First things first, let’s get the big picture. Run this:

kubectl cluster-info

This is the equivalent of asking your cluster, “You alive in there?” A healthy response looks something like this:

Kubernetes control plane is running at https://172.18.0.3:6443
CoreDNS is running at https://172.18.0.3:6443/api/v1/namespaces/kube-system/services/kube-dns:dns/proxy

To further debug and diagnose cluster problems, use 'kubectl cluster-info dump'.

See what it did there? It told you the address of the boss, the control plane (the API server), and it was even kind enough to tell you that CoreDNS, the cluster’s phone book, is up and running. This command is your first-line sanity check. If this comes back with an error, especially a connection error, your kubeconfig file (usually at ~/.kube/config) is probably pointing at the wrong place or doesn’t have the right credentials. It’s the most common “it’s not working” moment, and it’s almost always a local configuration issue, not the cluster being down.
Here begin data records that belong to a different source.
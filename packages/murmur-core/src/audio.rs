//! Audio resource collaborator boundary.
//!
//! The core never decodes or renders audio itself. Each message's playback
//! controller drives an [`AudioResource`] - typically backed by a waveform
//! visualization library on the host side - through transport commands, and
//! the host feeds the resource's lifecycle notifications back to the
//! controller as [`AudioResourceEvent`]s.

/// Transport commands understood by an audio resource.
///
/// Implementations wrap a concrete player/visualizer instance. All commands
/// are fire-and-forget: outcomes come back asynchronously as
/// [`AudioResourceEvent`]s delivered to the owning controller.
pub trait AudioResource: Send + Sync {
    /// Begins fetching and decoding the audio at `uri`.
    ///
    /// Completion is signalled by a [`AudioResourceEvent::Ready`] or
    /// [`AudioResourceEvent::Error`] event.
    fn load(&self, uri: &str);

    /// Starts or resumes playback from the current position.
    fn play(&self);

    /// Pauses playback, keeping the current position.
    fn pause(&self);

    /// Stops playback and rewinds to position zero.
    fn stop(&self);

    /// Seeks to an absolute position in milliseconds.
    fn seek_to(&self, position_ms: u64);

    /// Releases the underlying player and detaches all of its listeners.
    ///
    /// Called exactly once during controller teardown, on every exit path.
    /// After `release` the resource must not emit further events.
    fn release(&self);
}

/// Lifecycle notifications emitted by an [`AudioResource`].
#[derive(Debug, Clone, PartialEq)]
pub enum AudioResourceEvent {
    /// Fetch and decode finished; the resource can be played.
    Ready {
        /// Total decoded duration in milliseconds.
        duration_ms: u64,
    },
    /// Playback actually started on the underlying player.
    Playing,
    /// Playback actually paused on the underlying player.
    Paused,
    /// Periodic playback position report. Only emitted while playing.
    Position {
        /// Current position in milliseconds.
        position_ms: u64,
    },
    /// Fetch or decode failed. Terminal until an explicit reload.
    Error {
        /// Human-readable failure description.
        message: String,
    },
}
What cluster-info Doesn’t Tell You

Here’s the catch: cluster-info is a bit of a politician. It gives you a nice, high-level answer, but it’s only checking on one specific thing: can it talk to the API server? And even then, it’s a superficial check. The API server could be up but having a catastrophic existential crisis, and this command might still report it as “running.” It’s a good start, but it’s not the whole story. That’s why we need to get our hands dirty.
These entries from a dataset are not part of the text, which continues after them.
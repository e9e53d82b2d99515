//! Murmur Core - voice message feed engine.
//!
//! This crate provides the core functionality for a voice-message feed: a
//! paginated message stream merged with live pushed messages, an
//! exactly-once autoplay decision, and per-message playback lifecycle
//! management. It is designed to be embedded by a host shell (desktop app
//! or headless service) that supplies the transport and audio backends.
//!
//! # Architecture
//!
//! The crate is organized into several modules:
//!
//! - [`runtime`]: Task spawning abstraction for async runtime independence
//! - [`events`]: Event system for real-time client communication
//! - [`model`]: Feed data model (messages, pages, autoplay configuration)
//! - [`state`]: Engine configuration
//! - [`transport`]: Page-fetch boundary and live payload decoding
//! - [`audio`]: Audio resource boundary for playback backends
//! - [`services`]: Feed coordination, message store, and playback control
//! - [`error`]: Centralized error types
//!
//! # Abstraction Traits
//!
//! The crate defines several traits to decouple core logic from
//! platform-specific implementations:
//!
//! - [`TaskSpawner`](runtime::TaskSpawner): Spawning background tasks
//! - [`EventEmitter`](events::EventEmitter): Emitting domain events
//! - [`PageFetcher`](transport::PageFetcher): Fetching message pages
//! - [`AudioResource`](audio::AudioResource): Driving a playback backend
//!
//! Hosts provide `PageFetcher` and `AudioResource` implementations; the
//! remaining traits have default implementations suitable for headless use.

#![warn(clippy::all)]

pub mod audio;
pub mod bootstrap;
pub mod error;
pub mod events;
pub mod model;
pub mod runtime;
pub mod services;
pub mod state;
pub mod transport;
pub mod utils;

#[cfg(test)]
pub(crate) mod test_fixtures;

// Re-export commonly used types at the crate root
pub use audio::{AudioResource, AudioResourceEvent};
pub use bootstrap::{bootstrap_services, BootstrappedServices};
pub use error::{ErrorCode, MurmurError, MurmurResult};
pub use events::{
    BroadcastEvent, BroadcastEventBridge, EventEmitter, FeedEvent, LoggingEventEmitter,
    NoopEventEmitter, PlaybackEvent,
};
pub use model::{AutoplayConfig, AutoplayDirection, Message, Page};
pub use runtime::{TaskSpawner, TokioSpawner};
pub use state::Config;
pub use utils::now_millis;

// Re-export service types
pub use services::{FeedCoordinator, MergeError, MessageStore, PlaybackController, PlaybackState};

// Re-export transport types
pub use transport::{decode_live_payload, FetchError, FetchResult, PageFetcher};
The Ground Truth: kubectl get nodes

If cluster-info is the glossy brochure, kubectl get nodes is the unvarnished, on-the-ground report from the trenches. Run it:

kubectl get nodes

You want to see a beautiful sight: a list of all your nodes, each with a status of Ready.
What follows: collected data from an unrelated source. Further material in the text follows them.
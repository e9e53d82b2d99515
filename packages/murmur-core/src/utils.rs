//! General utilities shared across the crate.

use std::time::{SystemTime, UNIX_EPOCH};

/// Returns the current Unix timestamp in milliseconds.
///
/// Returns 0 if the system clock is before the Unix epoch (shouldn't happen in practice).
#[must_use]
pub fn now_millis() -> u64 {
    SystemTime::now()
        .duration_since(UNIX_EPOCH)
        .map(|d| d.as_millis() as u64)
        .unwrap_or(0)
}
NAME       STATUS   ROLES           AGE     VERSION
control-plane   Ready    control-plane   5m27s   v1.27.4
node-1     Ready    <none>          4m58s   v1.27.4
node-2     Ready    <none>          4m57s   v1.27.4

The ROLES column shows control-plane (or historically master) for the node running the API server, scheduler, and controller manager, and <none> for worker nodes. The most important column is STATUS. If it doesn’t say Ready, you’ve got a problem.

When Things Go Sideways

Let’s talk about what happens when it’s not ready, because it will happen. The -o wide flag is your best friend for troubleshooting. It adds crucial intel.

kubectl get nodes -o wide

This will show you the node’s internal IP, the OS image it’s running, and the exact version of the container runtime (like containerd or CRI-O). If a node is NotReady, the first thing to do is ask Kubernetes why it’s throwing a tantrum. Use the describe command to get the full drama:

kubectl describe node node-1

Scroll down to the Conditions section. This is where the node’s various components file their status reports. You’re looking for Ready status to be False and reading the Message right next to it. It might tell you:

  • Kubelet stopped posting node status.: The kubelet (the primary node agent) on that machine has probably crashed or can’t talk to the API server. Time to SSH into that node and run journalctl -u kubelet to see its logs.
  • Container runtime is down: Well, there’s your problem. Docker or containerd isn’t running on the node.
  • Network plugin is not ready: Your CNI (Container Network Interface) plugin like Calico or Flannel hasn’t been installed correctly or is failing. Without this, pods can’t talk to each other, and the node will rightly be marked as not ready.

Best Practices and the Obvious Joke

Always, and I mean always, run get nodes after setting up a cluster. It’s the bare minimum. The joke here is that every single tutorial, including this one, has to tell you to do this because everyone is so excited to run a deployment that they forget to see if the foundation is poured. Don’t be that person.

A pro tip: get used to using the -o wide flag. The extra information is almost always worth the screen real estate. And if you’re automating anything, the -o json or -o yaml flags will let you pipe the output into other tools like jq to parse it programmatically. For now, just make sure all your nodes are Ready. Once they are, you’ve officially got a working cluster. Now the real fun begins.